Interestingly enough, it was through clothing that this debate began to be waged. Simplicity became desirable, decoration detestable. This might have had something to do with the ongoing wars with France and thus an interruption in British silk supplies, but who has time to bother with facts when you’re being philosophical in the Age of Reason? When have human beings not come up with philosophical and moral justifications for conforming to necessity? The other intriguing fact is that it would take longer for women’s fashions to simplify even though they were the most constricting, to the point of doing bodily injury. It was acceptable for women to be concerned with their appearances. Everyone knew they had weak minds (unless they were Voltaire, who believed women to be just as good as any man, only nicer). But a ‘real man’ had more important things to consider. If he did take care or wear things that were considered too decorative, or put on wigs and make up, he was a dandy, or a macaroni (Yankee Doodle Dandy, anyone?).
This became most apparent to me when I was reading Goethe’s The Sorrows of Young Werthur, because Aileen Ribeiro cited it as being highly influential to fashion in her Dress in Eighteenth-Century Europe, 1715 – 1789 (pp 212 – 216). I don’t know if I’ll ever forgive her. But, I can see why it would have an impact. (I do not, however, recommend it to anyone looking for a good read, it is an eighteenth-century philosophical morality piece, so not for the faint hearted or the easily-annoyed.) The main character retires to the Country to recover from the death of a friend and sort out some family affairs. There he sits in glades and reads Homer in the original Greek and connects with the local people (the working class and yeomanry), sharing their ‘true’ sorrows, and admiring their self sufficiency. In the highly regulated dress etiquette of the eighteenth century, and quite frankly because it was impractical, one did not wear the same clothes in the Country as one wore to Court. And Werthur’s disparaging comments on the people at Court and what they wore indicate that he has the fashionably disdainful attitude towards its artifice that should be expected of a well read, thoughtful man of his century. It’s all very Rousseauian. There is a passage where he lifts his own plain, blue Country coat to almost reliquary status, mostly because it was what he was wearing when he first met his love interest Carlotta (who is engaged to and in love with someone else when he meets her, but he insists on falling in love with her — sorry — is helpless to fall in love with her anyway). I told you it was all very annoying.
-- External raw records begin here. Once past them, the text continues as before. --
use std::process::ExitCode;

use marketpulse_core::MarketDataService;

use crate::cli::SeriesArgs;
use crate::error::CliError;
use crate::output;

pub async fn run(
    args: &SeriesArgs,
    service: &MarketDataService,
    pretty: bool,
) -> Result<ExitCode, CliError> {
    let response = service
        .get_series_with(&args.instrument, &args.range, args.cache.into())
        .await;
    output::render(&response, pretty)?;

    if response.is_success() {
        Ok(ExitCode::SUCCESS)
    } else {
        Ok(ExitCode::from(3))
    }
}
use marketpulse_core::MarketDataError;
use thiserror::Error;

/// CLI-level error categories mapped to exit codes.
#[derive(Debug, Error)]
pub enum CliError {
    #[error(transparent)]
    MarketData(#[from] MarketDataError),

    #[error("stream ended: {0}")]
    Stream(String),

    #[error(transparent)]
    Serialization(#[from] serde_json::Error),

    #[error(transparent)]
    Io(#[from] std::io::Error),
}

impl CliError {
    pub const fn exit_code(&self) -> u8 {
        match self {
            Self::MarketData(_) => 2,
            Self::Serialization(_) => 4,
            Self::Stream(_) => 6,
            Self::Io(_) => 10,
        }
    }
}

#[cfg(test)]
mod tests {
    use super::*;

    #[test]
    fn exit_codes_are_distinct_per_category() {
        let config = CliError::from(MarketDataError::Config(String::from("bad")));
        assert_eq!(config.exit_code(), 2);
        assert_eq!(CliError::Stream(String::from("gave up")).exit_code(), 6);
        assert_eq!(
            CliError::from(std::io::Error::other("closed pipe")).exit_code(),
            10
        );
    }
}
The other reason he holds this plain coat in such high esteem is that it is a representation of the real, uncorrupted TRUTH of the Country, etc. And Werthur is ever so happy to be rid of his Court finery when he is fired from his position in the Ambassador’s employ. I think you get the point. Not that he stops making it for another hundred pages, or so.
The thing I found most striking is that while we no longer have ‘Courts’, this attitude is still prevalent in our own society. Perhaps it is even reflected in the fact that what we call simply a pump or a high heel in American English, is referred to as a “Court shoe” in British English. Though I’ve not done enough research there to say for certain. It is still true, though, that to care about your clothes and appearance, or fashion in general, and especially both deems you superficial and frequently stupid. You don’t have anything better to do with your time, so you go shopping, etc. The film of The Devil Wears Prada seems to bear this out, the plain, practical but passionate young journalist gets a job at a fashion magazine so she can make rent and is corrupted by shiny, pretty clothes, finally making her way back to ‘true’ journalism at the end.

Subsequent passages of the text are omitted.